In the single verse that Jesus quotes, David anticipates two extraordinary features of the New Covenant reality.  

First, he perceives that the coming King, though Son to David, will also be worthy of David’s worship: “The Lord (Yahweh) said to my Lord, sit at my right hand….”  

Second, David also seems to understand that the enthronement of the future Messianic King will inaugurate a season of conquest: “…until I make your enemies a footstool for your feet.”  

The New Testament depicts this enthronement as having taken place in Jesus’s resurrection and session at the right hand of the Father (Acts 2:32–35; 13:32).  

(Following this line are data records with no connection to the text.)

//! Per-day exports of the paper store.
//!
//! An [`Exporter`] walks an inclusive [`DateRange`] one calendar day at a time. For each
//! day it fetches the papers announced that day, runs them through the
//! [`CategoryFilter`], and writes one output file per format:
//!
//! - `{day}.md`: a human-readable digest grouped by primary category
//! - `{day}.csv`: accepted rows followed by rejected rows, with the rejection reason
//! - `{day}.jsonl`: one [`JsonlRecord`] per accepted paper
//! - `{day}_AI_enhanced_{language}.jsonl`: the same records after enrichment
//!
//! Every file is rendered in memory and then written in one go, replacing whatever was
//! there. The same store state always produces byte-identical files.
//!
//! ```no_run
//! use curator::{
//!   database::Database,
//!   export::{CsvOptions, DateRange, Exporter},
//!   filter::CategoryFilter,
//! };
//!
//! # async fn example() -> Result<(), Box<dyn std::error::Error>> {
//! let db = Database::open("papers.db").await?;
//! let exporter =
//!   Exporter::new(db, DateRange::parse("2025-01-06", "2025-01-07")?, CategoryFilter::default());
//! exporter.to_markdown("./output_md").await?;
//! exporter.to_csv("./output_csv", &CsvOptions::default()).await?;
//! exporter.to_jsonl("./data").await?;
//! # Ok(())
//! # }
//! ```

use crate::{
  database::Query,
  enrich::{EnrichmentReport, Enricher},
  filter::{CategoryFilter, ExportRecord},
};

use super::*;

mod jsonl;
mod markdown;
mod sheet;

pub use self::{
  jsonl::JsonlRecord,
  markdown::render_markdown,
  sheet::{CsvOptions, LineTerminator, CSV_HEADERS},
};

/// Default `strftime` layout of output file names.
pub const DEFAULT_FILENAME_FORMAT: &str = "%Y-%m-%d";

/// An inclusive range of calendar days.
#[derive(Debug, Clone, Copy, PartialEq, Eq)]
pub struct DateRange {
  /// First day, inclusive
  from:  NaiveDate,
  /// Last day, inclusive
  until: NaiveDate,
}

impl DateRange {
  /// Creates a range, failing when `from` lies after `until`.
  pub fn new(from: NaiveDate, until: NaiveDate) -> Result<Self> {
    if from > until {
      return Err(CuratorError::InvalidDateRange { from, until });
    }
    Ok(Self { from, until })
  }

  /// A range covering exactly one day.
  pub fn day(day: NaiveDate) -> Self { Self { from: day, until: day } }

  /// Parses a range from two `YYYY-MM-DD` strings.
  pub fn parse(from: &str, until: &str) -> Result<Self> {
    Self::new(parse_day(from)?, parse_day(until)?)
  }

  /// First day of the range.
  pub fn from(&self) -> NaiveDate { self.from }

  /// Last day of the range.
  pub fn until(&self) -> NaiveDate { self.until }

  /// Every day of the range, in order.
  pub fn days(&self) -> impl Iterator<Item = NaiveDate> {
    let until = self.until;
    self.from.iter_days().take_while(move |day| *day <= until)
  }
}

/// Parses a `YYYY-MM-DD` date.
pub fn parse_day(day: &str) -> Result<NaiveDate> {
  Ok(NaiveDate::parse_from_str(day.trim(), "%Y-%m-%d")?)
}

/// Renders the store into per-day output files.
#[derive(Clone)]
pub struct Exporter {
  /// Store the papers are read from
  db:              Database,
  /// Days to export
  range:           DateRange,
  /// Filter deciding which papers are of interest
  filter:          CategoryFilter,
  /// `strftime` layout of output file names
  filename_format: String,
}

impl Exporter {
  /// Creates an exporter over `range` using the default file name layout.
  pub fn new(db: Database, range: DateRange, filter: CategoryFilter) -> Self {
    Self { db, range, filter, filename_format: DEFAULT_FILENAME_FORMAT.to_owned() }
  }

  /// Sets the `strftime` layout used to name output files.
  pub fn with_filename_format(mut self, format: impl Into<String>) -> Self {
    self.filename_format = format.into();
    self
  }

  /// The exported date range.
  pub fn range(&self) -> DateRange { self.range }

  /// File stem for `day`.
  fn file_stem(&self, day: NaiveDate) -> String { day.format(&self.filename_format).to_string() }

  /// Fetches one day's papers and splits them into `(accepted, rejected)`.
  async fn records_on(&self, day: NaiveDate) -> Result<(Vec<ExportRecord>, Vec<ExportRecord>)> {
    let papers = Query::on_date(day).execute(&mut self.db.clone()).await?;
    Ok(self.filter.partition(papers))
  }

  /// Writes one Markdown digest per day into `dir`.
  pub async fn to_markdown(&self, dir: impl AsRef<Path>) -> Result<Vec<PathBuf>> {
    let dir = prepare_dir(dir.as_ref()).await?;
    let mut written = Vec::new();
    for day in self.range.days() {
      let stem = self.file_stem(day);
      let (accepted, rejected) = self.records_on(day).await?;
      let path = dir.join(format!("{stem}.md"));
      tokio::fs::write(&path, render_markdown(&stem, &accepted, rejected.len())).await?;
      info!(
        "Output {stem}.md completed. {} papers chosen, {} papers filtered",
        accepted.len(),
        rejected.len()
      );
      written.push(path);
    }
    Ok(written)
  }

  /// Writes one CSV sheet per day into `dir`, accepted rows first.
  pub async fn to_csv(&self, dir: impl AsRef<Path>, options: &CsvOptions) -> Result<Vec<PathBuf>> {
    let dir = prepare_dir(dir.as_ref()).await?;
    let mut written = Vec::new();
    for day in self.range.days() {
      let stem = self.file_stem(day);
      let (accepted, rejected) = self.records_on(day).await?;
      let path = dir.join(format!("{stem}.csv"));
      let sheet = sheet::render_csv(accepted.iter().chain(rejected.iter()), options)?;
      tokio::fs::write(&path, sheet).await?;
      info!(
        "Output {stem}.csv completed. {} papers chosen, {} papers filtered",
        accepted.len(),
        rejected.len()
      );
      written.push(path);
    }
    Ok(written)
  }

  /// Writes one JSONL file per day into `dir`, holding accepted papers only.
  pub async fn to_jsonl(&self, dir: impl AsRef<Path>) -> Result<Vec<PathBuf>> {
    let dir = prepare_dir(dir.as_ref()).await?;
    let mut written = Vec::new();
    for day in self.range.days() {
      let stem = self.file_stem(day);
      let (accepted, _) = self.records_on(day).await?;
      let records: Vec<JsonlRecord> =
        accepted.iter().map(|record| JsonlRecord::from(&record.paper)).collect();
      let path = dir.join(format!("{stem}.jsonl"));
      tokio::fs::write(&path, jsonl::render_jsonl(&records)?).await?;
      info!("Output {stem}.jsonl completed. {} papers exported", records.len());
      written.push(path);
    }
    Ok(written)
  }

  /// Enriches each day's accepted papers and writes `{day}_AI_enhanced_{language}.jsonl`.
  ///
  /// A day's file is written only once every record of that day has been processed. The
  /// enricher also stores each paper's new AI content back into the store.
  pub async fn to_enriched_jsonl(
    &self,
    dir: impl AsRef<Path>,
    enricher: &Enricher,
  ) -> Result<Vec<EnrichmentReport>> {
    let dir = prepare_dir(dir.as_ref()).await?;
    let mut reports = Vec::new();
    for day in self.range.days() {
      let stem = self.file_stem(day);
      let (accepted, _) = self.records_on(day).await?;
      let records: Vec<JsonlRecord> =
        accepted.iter().map(|record| JsonlRecord::from(&record.paper)).collect();

      let report = enricher.run(records, &mut self.db.clone()).await;
      let name = format!("{stem}_AI_enhanced_{}.jsonl", enricher.language());
      tokio::fs::write(dir.join(&name), jsonl::render_jsonl(&report.records)?).await?;
      info!(
        "Output {name} completed. {} papers enhanced, {} degraded",
        report.records.len(),
        report.degraded
      );
      reports.push(report);
    }
    Ok(reports)
  }
}

/// Creates the output directory if needed.
async fn prepare_dir(dir: &Path) -> Result<PathBuf> {
  tokio::fs::create_dir_all(dir).await?;
  Ok(dir.to_path_buf())
}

And this season of conquest is precisely what Paul is about to describe at his examination in this coming Monday’s reading from Acts, when he recounts the risen Jesus’s words to him at his conversion: “I will rescue you from your people and from the Gentiles—to whom I am sending you to open their eyes so that they may turn from darkness to light and from the power of Satan to God, so that they may receive forgiveness of sins and a place among those who are sanctified by faith in me” (Acts 26:17–18).  

That battle is being waged behind the scenes all around us. I pray we are heartened by this incredible reality, and joyfully take our part in sharing its good news.